Saved entries:
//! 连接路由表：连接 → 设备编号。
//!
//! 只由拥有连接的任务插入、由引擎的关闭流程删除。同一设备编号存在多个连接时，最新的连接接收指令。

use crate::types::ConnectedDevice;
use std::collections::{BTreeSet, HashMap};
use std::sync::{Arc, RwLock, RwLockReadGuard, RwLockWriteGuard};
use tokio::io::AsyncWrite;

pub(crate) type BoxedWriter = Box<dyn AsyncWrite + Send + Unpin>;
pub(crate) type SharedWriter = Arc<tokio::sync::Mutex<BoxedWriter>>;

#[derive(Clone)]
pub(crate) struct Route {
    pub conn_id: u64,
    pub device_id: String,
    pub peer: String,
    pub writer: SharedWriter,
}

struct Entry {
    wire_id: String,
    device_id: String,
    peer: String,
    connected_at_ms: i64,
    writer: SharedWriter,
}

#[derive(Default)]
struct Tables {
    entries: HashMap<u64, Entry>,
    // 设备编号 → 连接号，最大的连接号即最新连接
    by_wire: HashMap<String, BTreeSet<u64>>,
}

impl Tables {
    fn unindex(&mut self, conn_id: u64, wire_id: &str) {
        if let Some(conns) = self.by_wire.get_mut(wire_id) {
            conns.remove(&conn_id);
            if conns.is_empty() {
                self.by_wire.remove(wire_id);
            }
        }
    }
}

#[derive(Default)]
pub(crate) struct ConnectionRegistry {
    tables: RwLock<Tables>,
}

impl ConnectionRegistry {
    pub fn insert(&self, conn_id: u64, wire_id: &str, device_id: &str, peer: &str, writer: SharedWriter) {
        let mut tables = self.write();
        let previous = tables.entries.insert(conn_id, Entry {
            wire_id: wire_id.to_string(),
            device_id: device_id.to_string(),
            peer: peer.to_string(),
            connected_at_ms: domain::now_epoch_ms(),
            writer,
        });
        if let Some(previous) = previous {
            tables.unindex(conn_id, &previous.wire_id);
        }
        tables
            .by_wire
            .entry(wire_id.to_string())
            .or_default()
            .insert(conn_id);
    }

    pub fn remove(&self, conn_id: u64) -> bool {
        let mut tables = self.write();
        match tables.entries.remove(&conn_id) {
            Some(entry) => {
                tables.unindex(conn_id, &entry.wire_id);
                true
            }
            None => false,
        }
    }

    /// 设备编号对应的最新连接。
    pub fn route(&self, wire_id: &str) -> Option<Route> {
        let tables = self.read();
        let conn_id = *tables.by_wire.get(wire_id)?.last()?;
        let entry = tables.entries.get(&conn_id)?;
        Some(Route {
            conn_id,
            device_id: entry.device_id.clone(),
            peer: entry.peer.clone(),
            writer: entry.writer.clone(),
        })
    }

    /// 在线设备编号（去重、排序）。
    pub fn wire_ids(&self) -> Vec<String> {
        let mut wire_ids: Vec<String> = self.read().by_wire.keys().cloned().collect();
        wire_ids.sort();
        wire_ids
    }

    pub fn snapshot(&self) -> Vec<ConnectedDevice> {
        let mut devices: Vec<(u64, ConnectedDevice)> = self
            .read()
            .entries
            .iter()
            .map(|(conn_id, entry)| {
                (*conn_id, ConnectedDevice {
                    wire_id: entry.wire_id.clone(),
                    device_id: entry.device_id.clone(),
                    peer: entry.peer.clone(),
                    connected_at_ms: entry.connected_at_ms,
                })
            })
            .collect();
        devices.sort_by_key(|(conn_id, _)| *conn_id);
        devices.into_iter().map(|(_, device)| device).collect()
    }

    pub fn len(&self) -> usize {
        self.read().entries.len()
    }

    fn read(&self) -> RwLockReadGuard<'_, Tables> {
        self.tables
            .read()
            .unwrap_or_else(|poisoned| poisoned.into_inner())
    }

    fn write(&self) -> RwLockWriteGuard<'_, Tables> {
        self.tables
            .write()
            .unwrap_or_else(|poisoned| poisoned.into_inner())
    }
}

Prompt: Each line that holds the string "RwLockReadGuard" is to be copied from the entries above.

Expected answer:
use std::sync::{Arc, RwLock, RwLockReadGuard, RwLockWriteGuard};
    fn read(&self) -> RwLockReadGuard<'_, Tables> {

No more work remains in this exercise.